## [PROVIDED DATA]
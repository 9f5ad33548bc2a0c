//! Configuration builder for creating test and development configurations.
//!
//! This module provides utilities for constructing Config instances with
//! sensible defaults, particularly useful for testing scenarios.

use crate::{ApiConfig, Config, GatewayConfig, NotifyConfig, ServiceConfig, StorageConfig};
use std::collections::HashMap;

/// Builder for creating `Config` instances with a fluent API.
///
/// Provides an easy way to create test configurations with sensible
/// defaults: in-memory storage and the mock gateway, both with empty
/// implementation tables.
#[derive(Debug, Clone)]
pub struct ConfigBuilder {
	storage_backend: String,
	gateway_provider: String,
	currency: String,
	callback_url: String,
	api: ApiConfig,
	notify: NotifyConfig,
}

impl Default for ConfigBuilder {
	fn default() -> Self {
		Self::new()
	}
}

impl ConfigBuilder {
	/// Creates a new `ConfigBuilder` with default values suitable for testing.
	pub fn new() -> Self {
		Self {
			storage_backend: "memory".to_string(),
			gateway_provider: "mock".to_string(),
			currency: "ETB".to_string(),
			callback_url: "http://localhost:4000/api/payments/verify".to_string(),
			api: ApiConfig::default(),
			notify: NotifyConfig::default(),
		}
	}

	/// Sets the storage backend.
	pub fn storage_backend(mut self, backend: impl Into<String>) -> Self {
		self.storage_backend = backend.into();
		self
	}

	/// Sets the gateway provider.
	pub fn gateway_provider(mut self, provider: impl Into<String>) -> Self {
		self.gateway_provider = provider.into();
		self
	}

	/// Sets the checkout currency.
	pub fn currency(mut self, currency: impl Into<String>) -> Self {
		self.currency = currency.into();
		self
	}

	/// Sets the verification callback URL.
	pub fn callback_url(mut self, url: impl Into<String>) -> Self {
		self.callback_url = url.into();
		self
	}

	/// Sets the API configuration.
	pub fn api(mut self, api: ApiConfig) -> Self {
		self.api = api;
		self
	}

	/// Sets the notification fan-out configuration.
	pub fn notify(mut self, notify: NotifyConfig) -> Self {
		self.notify = notify;
		self
	}

	/// Builds the `Config` with the configured values.
	///
	/// The selected backend and provider each get an empty configuration
	/// table so the built config passes validation.
	pub fn build(self) -> Config {
		let empty = toml::Value::Table(toml::map::Map::new());

		let mut backends = HashMap::new();
		backends.insert(self.storage_backend.clone(), empty.clone());

		let mut providers = HashMap::new();
		providers.insert(self.gateway_provider.clone(), empty);

		Config {
			service: ServiceConfig::default(),
			api: self.api,
			storage: StorageConfig {
				backend: self.storage_backend,
				backends,
			},
			gateway: GatewayConfig {
				provider: self.gateway_provider,
				currency: self.currency,
				callback_url: self.callback_url,
				providers,
			},
			notify: self.notify,
		}
	}
}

## [EXERCISE PROMPT]
Mind each word and retype the entire listing above.

## [RESPONSE TO THE TASK]
repository 9f5ad33548bc2a0c
//! Configuration builder for creating test and development configurations.
//!
//! This module provides utilities for constructing Config instances with
//! sensible defaults, particularly useful for testing scenarios.

use crate::{ApiConfig, Config, GatewayConfig, NotifyConfig, ServiceConfig, StorageConfig};
use std::collections::HashMap;

/// Builder for creating `Config` instances with a fluent API.
///
/// Provides an easy way to create test configurations with sensible
/// defaults: in-memory storage and the mock gateway, both with empty
/// implementation tables.
#[derive(Debug, Clone)]
pub struct ConfigBuilder {
	storage_backend: String,
	gateway_provider: String,
	currency: String,
	callback_url: String,
	api: ApiConfig,
	notify: NotifyConfig,
}

impl Default for ConfigBuilder {
	fn default() -> Self {
		Self::new()
	}
}

impl ConfigBuilder {
	/// Creates a new `ConfigBuilder` with default values suitable for testing.
	pub fn new() -> Self {
		Self {
			storage_backend: "memory".to_string(),
			gateway_provider: "mock".to_string(),
			currency: "ETB".to_string(),
			callback_url: "http://localhost:4000/api/payments/verify".to_string(),
			api: ApiConfig::default(),
			notify: NotifyConfig::default(),
		}
	}

	/// Sets the storage backend.
	pub fn storage_backend(mut self, backend: impl Into<String>) -> Self {
		self.storage_backend = backend.into();
		self
	}

	/// Sets the gateway provider.
	pub fn gateway_provider(mut self, provider: impl Into<String>) -> Self {
		self.gateway_provider = provider.into();
		self
	}

	/// Sets the checkout currency.
	pub fn currency(mut self, currency: impl Into<String>) -> Self {
		self.currency = currency.into();
		self
	}

	/// Sets the verification callback URL.
	pub fn callback_url(mut self, url: impl Into<String>) -> Self {
		self.callback_url = url.into();
		self
	}

	/// Sets the API configuration.
	pub fn api(mut self, api: ApiConfig) -> Self {
		self.api = api;
		self
	}

	/// Sets the notification fan-out configuration.
	pub fn notify(mut self, notify: NotifyConfig) -> Self {
		self.notify = notify;
		self
	}

	/// Builds the `Config` with the configured values.
	///
	/// The selected backend and provider each get an empty configuration
	/// table so the built config passes validation.
	pub fn build(self) -> Config {
		let empty = toml::Value::Table(toml::map::Map::new());

		let mut backends = HashMap::new();
		backends.insert(self.storage_backend.clone(), empty.clone());

		let mut providers = HashMap::new();
		providers.insert(self.gateway_provider.clone(), empty);

		Config {
			service: ServiceConfig::default(),
			api: self.api,
			storage: StorageConfig {
				backend: self.storage_backend,
				backends,
			},
			gateway: GatewayConfig {
				provider: self.gateway_provider,
				currency: self.currency,
				callback_url: self.callback_url,
				providers,
			},
			notify: self.notify,
		}
	}
}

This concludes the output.